Today, I leave you with the novel's epilogue. The black hats have been defeated, wounds have been bandaged, and the crew is about to set off on a new adventure. A brief moment of reflection, between the captain and his genderless robot friend.

I found Xerxes in the Atrium, the domed ceiling overhead displaying a true-color image of the hull’s exterior view.

“May I join you?”

Xerxes waved absently to the bench beside em, eir eyeless face lifted, watching birds wheel high overhead.

“Sorry you didn’t find your extraterrestrials, Xerxes,” I said, sitting.

“It was an unlikely outcome.” Ey made a noise almost like a sigh, though for my benefit or eir own, I wasn’t sure. “It always is, I suppose. But there’s still the hope that our next destination may prove more fruitful.” Ey paused, and then said, “What is our next destination, for that matter?”

“A nebula a hundred or so lightyears away,” I answered. “The brothers Grimnismal think there’s a chance we might find their exotic matter in the vicinity.”

The robot shrugged, an almost imperceptible gesture. “It seems as good a destination to me as any.”

I smiled. “You know, that was pretty much my feeling exactly?”

The birds overhead swooped and darted, and the robot and I sat quietly for a long moment.

“Tell me, Xerxes.
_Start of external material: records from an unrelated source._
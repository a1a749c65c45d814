//! Styled word wrapping. Transcript lines are wrapped before they reach the
//! `Paragraph`, so the line count used for scrolling matches what is drawn.

use ratatui::style::Style;
use ratatui::text::{Line, Span};
use unicode_width::{UnicodeWidthChar, UnicodeWidthStr};

/// Splits `text` into alternating runs of whitespace and non-whitespace.
fn tokens(text: &str) -> Vec<&str> {
    let mut out = Vec::new();
    let mut start = 0;
    let mut in_space: Option<bool> = None;
    for (idx, ch) in text.char_indices() {
        let is_space = ch.is_whitespace();
        match in_space {
            Some(prev) if prev != is_space => {
                out.push(&text[start..idx]);
                start = idx;
            }
            _ => {}
        }
        in_space = Some(is_space);
    }
    if start < text.len() {
        out.push(&text[start..]);
    }
    out
}

struct LineBuilder {
    style: Style,
    lines: Vec<Line<'static>>,
    spans: Vec<Span<'static>>,
    width: usize,
}

impl LineBuilder {
    fn push(&mut self, text: &str, style: Style, width: usize) {
        if let Some(last) = self.spans.last_mut() {
            if last.style == style {
                last.content.to_mut().push_str(text);
                self.width += width;
                return;
            }
        }
        self.spans.push(Span::styled(text.to_string(), style));
        self.width += width;
    }

    fn break_line(&mut self) {
        let spans = std::mem::take(&mut self.spans);
        self.lines.push(Line::from(spans).style(self.style));
        self.width = 0;
    }
}

/// Wraps one styled line to `width` columns. Words move to the next line
/// when they do not fit; words wider than a full line are split by
/// character. Span styles are kept.
pub fn wrap_line(line: Line<'static>, width: usize) -> Vec<Line<'static>> {
    if width == 0 {
        return vec![line];
    }

    let mut builder = LineBuilder {
        style: line.style,
        lines: Vec::new(),
        spans: Vec::new(),
        width: 0,
    };

    for span in &line.spans {
        for token in tokens(&span.content) {
            let token_width = token.width();
            if builder.width + token_width <= width {
                builder.push(token, span.style, token_width);
                continue;
            }

            if token.chars().all(char::is_whitespace) {
                builder.break_line();
                continue;
            }

            if token_width <= width {
                builder.break_line();
                builder.push(token, span.style, token_width);
                continue;
            }

            for ch in token.chars() {
                let ch_width = ch.width().unwrap_or(0);
                if builder.width + ch_width > width && builder.width > 0 {
                    builder.break_line();
                }
                let mut buf = [0u8; 4];
                builder.push(ch.encode_utf8(&mut buf), span.style, ch_width);
            }
        }
    }

    if !builder.spans.is_empty() || builder.lines.is_empty() {
        builder.break_line();
    }
    builder.lines
}

pub fn wrap_lines(lines: Vec<Line<'static>>, width: usize) -> Vec<Line<'static>> {
    lines
        .into_iter()
        .flat_map(|line| wrap_line(line, width))
        .collect()
}

/// Wraps `lines` to `width - indent` columns and prefixes each result with
/// `indent` spaces.
pub fn wrap_indented(lines: Vec<Line<'static>>, width: usize, indent: usize) -> Vec<Line<'static>> {
    let inner = width.saturating_sub(indent).max(1);
    let pad = " ".repeat(indent);
    wrap_lines(lines, inner)
        .into_iter()
        .map(|mut line| {
            if indent > 0 {
                line.spans.insert(0, Span::raw(pad.clone()));
            }
            line
        })
        .collect()
}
Do you regret not moving into your final stage yet, breaking your body down and beaming your signal out into space?”

Ey turned eir eyeless face towards mine, and smiled. “If I had, Captain Stone, I wouldn’t be sitting here, talking to you, watching these birds. We don’t know what will happen tomorrow, or the day after, or the day after that. The future lies before us, with all its endless promise of possibility, discovery, and surprise. How could I possibly want to give all that up?”

I laughed. “Xerxes, I couldn’t agree more!”
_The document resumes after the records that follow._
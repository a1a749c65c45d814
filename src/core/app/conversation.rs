use std::sync::Arc;

use tracing::{debug, error, warn};

use crate::api::client::ModelClient;
use crate::api::Content;
use crate::core::attachment::Attachment;
use crate::core::chat_stream::StreamParams;
use crate::core::constants::ERROR_APOLOGY;
use crate::core::conversation::{ConversationStore, StoreAction};
use crate::core::message::{now_millis, Message};
use crate::core::session::{SessionId, SessionSlot};

#[derive(Debug, Clone, Copy, PartialEq, Eq)]
pub enum SendPhase {
    Idle,
    AwaitingFirstFragment,
    Streaming,
}

#[derive(Debug, Clone, Copy, PartialEq, Eq)]
pub enum LastOutcome {
    Success,
    Error,
}

#[derive(Debug)]
pub enum SubmitOutcome {
    /// Nothing to send.
    Empty,
    /// A reply is still in flight; nothing was appended.
    Busy,
    /// The turn was recorded but settled as an error before any request.
    Failed,
    Started(StreamParams),
}

#[derive(Debug)]
struct InFlight {
    stream_id: u64,
    placeholder_id: String,
    session_id: SessionId,
    user_turn: Content,
    accumulated: String,
}

/// Bookkeeping for the single send that may be in flight.
#[derive(Debug, Default)]
pub struct StreamState {
    current_stream_id: u64,
    in_flight: Option<InFlight>,
    last_outcome: Option<LastOutcome>,
}

impl StreamState {
    pub fn phase(&self) -> SendPhase {
        match &self.in_flight {
            None => SendPhase::Idle,
            Some(in_flight) if in_flight.accumulated.is_empty() => {
                SendPhase::AwaitingFirstFragment
            }
            Some(_) => SendPhase::Streaming,
        }
    }

    pub fn is_busy(&self) -> bool {
        self.in_flight.is_some()
    }

    pub fn is_current_stream(&self, stream_id: u64) -> bool {
        self.in_flight
            .as_ref()
            .is_some_and(|in_flight| in_flight.stream_id == stream_id)
    }

    pub fn current_stream_id(&self) -> u64 {
        self.current_stream_id
    }

    pub fn last_outcome(&self) -> Option<LastOutcome> {
        self.last_outcome
    }

    /// Id of the placeholder still waiting for its first fragment.
    pub fn awaiting_placeholder_id(&self) -> Option<&str> {
        self.in_flight
            .as_ref()
            .filter(|in_flight| in_flight.accumulated.is_empty())
            .map(|in_flight| in_flight.placeholder_id.as_str())
    }
}

pub struct ConversationController<'a> {
    store: &'a mut ConversationStore,
    sessions: &'a mut SessionSlot,
    stream: &'a mut StreamState,
    client: &'a Arc<dyn ModelClient>,
}

impl<'a> ConversationController<'a> {
    pub fn new(
        store: &'a mut ConversationStore,
        sessions: &'a mut SessionSlot,
        stream: &'a mut StreamState,
        client: &'a Arc<dyn ModelClient>,
    ) -> Self {
        Self {
            store,
            sessions,
            stream,
            client,
        }
    }

    fn apply(&mut self, action: StoreAction) {
        if let Err(err) = self.store.apply(action) {
            warn!(error = %err, "conversation update rejected");
        }
    }

    /// Appends the user turn and an empty reply placeholder, then prepares
    /// the request for the remote session.
    pub fn submit(&mut self, text: String, attachments: Vec<Attachment>) -> SubmitOutcome {
        if text.trim().is_empty() && attachments.is_empty() {
            return SubmitOutcome::Empty;
        }
        if self.stream.is_busy() {
            debug!("send refused while a reply is in flight");
            return SubmitOutcome::Busy;
        }

        let now = now_millis();
        let user_id = self.store.next_id(now);
        let placeholder_id = self.store.next_id(now);
        let images = attachments.iter().map(|a| a.data.clone()).collect();
        self.apply(StoreAction::Append(Message::user(
            user_id,
            text.clone(),
            now,
            images,
        )));
        self.apply(StoreAction::Append(Message::model_placeholder(
            placeholder_id.clone(),
            now,
        )));
        self.stream.last_outcome = None;

        let turn = match self.sessions.get_or_create() {
            Ok(session) => session.begin_turn(&text, &attachments),
            Err(err) => {
                error!(error = %err, "unable to start chat session");
                self.settle_error(&placeholder_id);
                return SubmitOutcome::Failed;
            }
        };

        self.stream.current_stream_id += 1;
        let stream_id = self.stream.current_stream_id;
        debug!(
            stream_id,
            session = %turn.session_id,
            parts = turn.user_turn.parts.len(),
            history = turn.request.contents.len() - 1,
            "turn submitted"
        );

        self.stream.in_flight = Some(InFlight {
            stream_id,
            placeholder_id,
            session_id: turn.session_id,
            user_turn: turn.user_turn.clone(),
            accumulated: String::new(),
        });

        SubmitOutcome::Started(StreamParams {
            client: Arc::clone(self.client),
            turn,
            stream_id,
        })
    }

    /// Folds one fragment into the open placeholder.
    pub fn append_fragment(&mut self, stream_id: u64, fragment: &str) {
        if fragment.is_empty() {
            return;
        }
        let Some(in_flight) = self
            .stream
            .in_flight
            .as_mut()
            .filter(|in_flight| in_flight.stream_id == stream_id)
        else {
            return;
        };

        in_flight.accumulated.push_str(fragment);
        let action = StoreAction::SetText {
            id: in_flight.placeholder_id.clone(),
            text: in_flight.accumulated.clone(),
        };
        self.apply(action);
    }

    pub fn finish_stream(&mut self, stream_id: u64) {
        let Some(in_flight) = self.take_in_flight(stream_id) else {
            return;
        };

        match self.sessions.live_mut(in_flight.session_id) {
            Some(session) if !in_flight.accumulated.is_empty() => {
                session.commit_turn(in_flight.user_turn, in_flight.accumulated);
            }
            Some(_) => debug!(stream_id, "empty reply; turn not recorded"),
            None => debug!(stream_id, "session was reset mid-stream; turn not recorded"),
        }
        self.stream.last_outcome = Some(LastOutcome::Success);
        debug!(stream_id, "stream settled");
    }

    pub fn fail_stream(&mut self, stream_id: u64, detail: &str) {
        let Some(in_flight) = self.take_in_flight(stream_id) else {
            return;
        };
        error!(stream_id, error = %detail, "chat request failed");
        self.settle_error(&in_flight.placeholder_id);
    }

    /// Empties the transcript and drops the remote session. A reply still
    /// in flight keeps the send guard until its stream ends.
    pub fn clear(&mut self) {
        if self.stream.is_busy() {
            debug!("clearing while a reply is in flight");
        }
        self.apply(StoreAction::Clear);
        self.sessions.reset();
    }

    fn settle_error(&mut self, placeholder_id: &str) {
        self.apply(StoreAction::MarkError {
            id: placeholder_id.to_string(),
            text: ERROR_APOLOGY.to_string(),
        });
        self.stream.last_outcome = Some(LastOutcome::Error);
    }

    fn take_in_flight(&mut self, stream_id: u64) -> Option<InFlight> {
        if self.stream.is_current_stream(stream_id) {
            self.stream.in_flight.take()
        } else {
            debug!(stream_id, "ignoring message from stale stream");
            None
        }
    }
}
The stars beyond the curve of the Atrium ceiling began to shift, growing gradually redder, moving slowly but steadily towards our sky’s north pole.

We were on our way into the future.
And that's it. Now I'm off to sell the damned thing.

"is not too bad"

Chris Roberson, master of understatement! Congrats on wrapping this one up. Your single-minded determination (not to mention productivity) is awe-inspiring.
Thanks, Jayme. It's nice to know that monomania is useful for something, at least...
Post a Comment

<< Home

This page is powered by 

Blogger. Isn't yours?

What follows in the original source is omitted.